Data scientists usually spend much time on interactions of raw features to generate better predictive models. Among these feature interactions, cross features, previously focused more on the product of sparse features, show a promising way to enhance the performance of prediction [15]. Owing to the fact that correct cross features are mostly task-specific and difficult to identify a priori, the crucial challenge is in automatically extracting sophisticated cross features hidden in high-dimensional data. Research on feature crossing as the mainline of CTR prediction has attracted widespread attention in recent years. Shallow models are simple, interpretable, and easy to scale, but limited in expressive ability. Alternatively, deep learning has shown powerful expressive capabilities, nevertheless, deep neural networks (DNNs) require many more parameters than tensor factorization to approximate high-order cross features. Besides, almost all deep models leverage multilayer perceptron (MLP) to learn high-order feature interactions, however, whether plain DNNs indeed effectively represent right functions of cross features remains an open question [10, 21].

In addition, most methods neglect to represent cross dense features. There are three major patterns for handling dense features. First, dense features are discarded when crossing features, that is, dense features only participate in the linear part of the model [20]. Second, dense features are directly concatenated with the embeddings of sparse features, which could cause an important feature dimensionality imbalance problem [21]. Third, dense features are converted into sparse features through bucketing, which could introduce hyper-parameters and loss information of dense features [12].

Based on all these observations, we propose a novel Extreme Cross Network (XCrossNet), to represent feature structure-oriented interactions. Modeling with XCrossNet consists of three stages. In the Feature Crossing stage, we separately propose a cross layer for crossing dense features and a product layer for crossing sparse features. In the Feature Concatenation stage, cross dense features and cross sparse features interact through a concatenate layer and a cross layer. Lastly, in the Feature Selection stage, we employ an MLP for capturing non-linear interactions and their relative importance. Experimental results on Criteo Kaggle dataset demonstrate the superior performance of XCrossNet over the state-of-the-art baselines.

2 Related Work

Studies on CTR prediction can be categorized into five classes which will be respectively introduced below.

Generalized Linear Models. Logistic Regression (LR) models such as FTRL are widely used in CTR prediction for their simplicity and efficiency [9, 16]. Ling Yan et al. argue that LR cannot capture nonlinear feature interactions and propose Coupled Group Lasso (CGL) to solve it [24]. Human efforts are usually needed for LR models. Gradient Boosting Decision Tree (GBDT) is a method to automatically do feature engineering and search interactions [4], then the transformed feature interactions can be fed into LR. In practice, tree-based models are more suitable for dense features but not for sparse features.

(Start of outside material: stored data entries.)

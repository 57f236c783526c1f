//! Pretty multi-line output for function results and stderr.

use std::fmt::Write;

/// Indentation of detail lines under a `[FAIL]` / `[PASS]` header.
const LINE_INDENT: usize = 4;
pub const DEFAULT_TRUNCATE_LINES: usize = 4;

#[derive(Debug, Clone, Copy, PartialEq, Eq)]
pub struct Truncation {
    pub enabled: bool,
    pub max_lines: usize,
}

impl Default for Truncation {
    fn default() -> Self {
        Self { enabled: true, max_lines: DEFAULT_TRUNCATE_LINES }
    }
}

impl Truncation {
    pub fn disabled() -> Self {
        Self { enabled: false, ..Self::default() }
    }
}

/// Indent `lines`, optionally quoting each, and cap them per `truncation`.
pub fn format_lines<S: AsRef<str>>(lines: &[S], quote: bool, truncation: Truncation) -> String {
    let indent = " ".repeat(LINE_INDENT);
    let limit = if truncation.enabled { truncation.max_lines } else { usize::MAX };
    let mut b = String::new();
    for line in lines.iter().take(limit) {
        let line = line.as_ref().replace('\n', " ");
        if quote {
            let _ = writeln!(b, "{}{:?}", indent, line);
        } else {
            let _ = writeln!(b, "{}{}", indent, line);
        }
    }
    let elided = lines.len().saturating_sub(limit);
    if elided > 0 {
        let _ = writeln!(
            b,
            "{}...({} line(s) truncated, use '--truncate-output=false' to disable)",
            indent, elided
        );
    }
    b
}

Quadratic Polynomial Mappings and Factorization Machines. Poly2 enumerates all pairwise feature interactions to avoid feature engineering which works well on dense features [2]. For sparse features, Factorization Machine (FM) and its variants project each feature into a low-dimensional vector and model cross features by inner product [20]. SFM introduces Laplace distribution to model the parameters and better fit the sparse data with a higher ratio of zero elements [17]. FFM enables each feature to have multiple latent vectors to interact with features from different fields [8]. As FM and its variants can only model order-2nd cross features. An efficient algorithm Higher-Order FM (HOFM) for training arbitrary-order cross features was proposed by introducing the ANOVA kernel [1]. As reported in [23], HOFM achieves marginal improvement over FM whereas using many more parameters and only its low-order (usually less than 5) form can be practically used.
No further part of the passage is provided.